Directions | Please list all lines of the material below in which the string "where" occurs.

Provided data |
//! Node types for the journey graph.

use serde::{Deserialize, Serialize};
use std::fmt;

/// Kind of node in the journey graph.
///
/// Ordering is part of the public contract: `Intent < Content < Outcome`,
/// so mixed-kind node listings sort intents first.
#[derive(Debug, Clone, Copy, PartialEq, Eq, PartialOrd, Ord, Hash, Serialize, Deserialize)]
#[serde(rename_all = "lowercase")]
pub enum NodeKind {
    /// A declared visitor goal (e.g. "search", "browse").
    Intent,
    /// A piece of content visited (page, article, hotel listing).
    Content,
    /// A terminal result: a conversion type or a bounce.
    Outcome,
}

impl fmt::Display for NodeKind {
    fn fmt(&self, f: &mut fmt::Formatter<'_>) -> fmt::Result {
        match self {
            Self::Intent => write!(f, "intent"),
            Self::Content => write!(f, "content"),
            Self::Outcome => write!(f, "outcome"),
        }
    }
}

/// Identity of a node in the journey graph.
///
/// Node identity is the pair `(kind, id)`: the intent "search" and a piece
/// of content with the id "search" are distinct nodes. Implements `Ord`
/// (kind, then id) for deterministic iteration and stable tie-breaks.
#[derive(Debug, Clone, PartialEq, Eq, PartialOrd, Ord, Hash, Serialize, Deserialize)]
pub struct NodeId {
    /// Kind of the node.
    pub kind: NodeKind,
    /// Caller-supplied identifier, unique within the kind.
    pub id: String,
}

impl NodeId {
    /// Create a node id of an arbitrary kind.
    pub fn new(kind: NodeKind, id: impl Into<String>) -> Self {
        Self { kind, id: id.into() }
    }

    /// Create an Intent node id.
    pub fn intent(id: impl Into<String>) -> Self {
        Self::new(NodeKind::Intent, id)
    }

    /// Create a Content node id.
    pub fn content(id: impl Into<String>) -> Self {
        Self::new(NodeKind::Content, id)
    }

    /// Create an Outcome node id.
    pub fn outcome(id: impl Into<String>) -> Self {
        Self::new(NodeKind::Outcome, id)
    }

    /// Render the node as a `kind:id` label for query rows.
    pub fn label(&self) -> String {
        format!("{}:{}", self.kind, self.id)
    }
}

impl fmt::Display for NodeId {
    fn fmt(&self, f: &mut fmt::Formatter<'_>) -> fmt::Result {
        write!(f, "{}:{}", self.kind, self.id)
    }
}
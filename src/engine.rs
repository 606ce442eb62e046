//! Analytic query engine over the journey graph.
//!
//! The engine is an explicit service object: construct it once from the
//! builder whose graph it should read, share it by handle, and construct a
//! fresh instance where a reset is needed (tests each own their engine, a
//! graph reload in production gets a new one). There is no process-wide
//! singleton.
//!
//! Every query returns a [`QueryReport`] envelope and never fails: unknown
//! query types resolve to empty results, zero denominators resolve to zero
//! rates, and an internal serialization fault degrades the report to empty
//! results with an `error` metadata entry instead of propagating.

use std::collections::BTreeMap;
use std::sync::Arc;
use std::time::Instant;

use chrono::Utc;
use parking_lot::RwLock;
use serde::{Deserialize, Serialize};
use serde_json::json;
use tracing::{debug, warn};

use crate::builder::GraphBuilder;
use crate::scorer::{self, Scorer};
use crate::store::JourneyGraph;
use crate::types::{AnalyticsQuery, EdgeKey, NodeId, NodeKind, QueryReport};

/// One intent ranked by failure rate.
#[derive(Debug, Clone, PartialEq, Serialize, Deserialize)]
#[serde(rename_all = "camelCase")]
pub struct IntentFailure {
    /// Intent identifier.
    pub intent: String,
    /// Fraction of this intent's sessions that bounced.
    pub failure_rate: f64,
    /// Sessions that declared this intent.
    pub sessions: u64,
    /// Of those, sessions that bounced.
    pub bounces: u64,
}

/// One content node ranked by break rate.
#[derive(Debug, Clone, PartialEq, Serialize, Deserialize)]
#[serde(rename_all = "camelCase")]
pub struct ContentBreak {
    /// Content identifier.
    pub content: String,
    /// Fraction of visiting sessions that broke off here.
    pub break_rate: f64,
    /// Sessions that visited this content.
    pub sessions: u64,
    /// Of those, sessions that bounced with this as their last content.
    pub breaks: u64,
}

/// One distinct conversion journey with its aggregate value and frequency.
#[derive(Debug, Clone, PartialEq, Serialize, Deserialize)]
#[serde(rename_all = "camelCase")]
pub struct JourneyAggregate {
    /// Node labels in traversal order, terminal Outcome node included.
    pub path: Vec<String>,
    /// Total conversion value attributed to this journey.
    pub value: f64,
    /// Number of sessions that followed this journey.
    pub frequency: u64,
}

/// One edge ranked by drop-off rate.
#[derive(Debug, Clone, PartialEq, Serialize, Deserialize)]
#[serde(rename_all = "camelCase")]
pub struct DropOffPoint {
    /// Source node label.
    pub from: String,
    /// Target node label.
    pub to: String,
    /// Fraction of traversing sessions that bounced.
    pub drop_off_rate: f64,
    /// Total recorded traversals of this edge.
    pub traversals: u64,
}

/// One Sankey edge of the intent flow.
#[derive(Debug, Clone, PartialEq, Serialize, Deserialize)]
pub struct FlowEdge {
    /// Source node label.
    pub source: String,
    /// Target node label.
    pub target: String,
    /// Traversal count.
    pub value: u64,
}

/// Stateless façade combining the builder's graph with a scorer.
///
/// Cheap to clone-by-construction: it holds only a graph handle and the
/// scorer's cache. Queries take the graph read lock once for their whole
/// computation, so the generation and the state it tags are always read
/// together.
pub struct QueryEngine {
    graph: Arc<RwLock<JourneyGraph>>,
    scorer: Scorer,
}
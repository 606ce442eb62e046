//! # journey-kernel
//!
//! In-memory intent/journey graph analytics over behavioral signals.
//!
//! The engine answers one question:
//!
//! > Given the visits, conversions, and bounces observed so far, where do
//! > visitor journeys succeed and where do they break?
//!
//! ## Core Contract
//!
//! 1. Fold each behavioral signal into a directed multigraph of Intent,
//!    Content, and Outcome nodes plus per-session path state
//! 2. Derive statistics (failure rate, break rate, drop-off rate, path
//!    value) memoized per graph generation
//! 3. Answer a fixed catalogue of analytic queries deterministically
//!
//! ## Architecture
//!
//! ```text
//! Signal → GraphBuilder → JourneyGraph ← Scorer (generation-keyed cache)
//!                              ↑              ↑
//!                          QueryEngine ───────┘
//! ```
//!
//! ## Determinism Guarantees
//!
//! - Same graph generation → bit-identical query results
//! - Node ordering is canonical (kind, then id); edge ordering is (from, to)
//! - Every ranking has a total tie-break ending at node/edge identity
//!
//! The engine has no durable persistence and no network surface; it is an
//! internal library fed by an ingestion pipeline and read by dashboards.

#![warn(missing_docs)]
#![warn(clippy::all)]

pub mod builder;
pub mod engine;
pub mod scorer;
pub mod store;
pub mod types;

// Re-exports
pub use builder::{GraphBuilder, SignalError};
pub use engine::{
    ContentBreak, DropOffPoint, FlowEdge, IntentFailure, JourneyAggregate, QueryEngine,
};
pub use scorer::{CacheConfig, CacheStats, Scorer};
pub use store::JourneyGraph;
pub use types::{
    AnalyticsQuery, EdgeKey, EdgeStats, NodeId, NodeKind, QueryReport, Session, SessionState,
    Signal,
};

/// Schema version for all journey graph types.
/// Increment on breaking changes to any boundary type.
pub const JOURNEY_SCHEMA_VERSION: &str = "1.0.0";

/// Default result limit for analytic queries that omit one.
pub const DEFAULT_QUERY_LIMIT: usize = 10;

Task answer |
//! fresh instance where a reset is needed (tests each own their engine, a
//! > Given the visits, conversions, and bounces observed so far, where do
//! > visitor journeys succeed and where do they break?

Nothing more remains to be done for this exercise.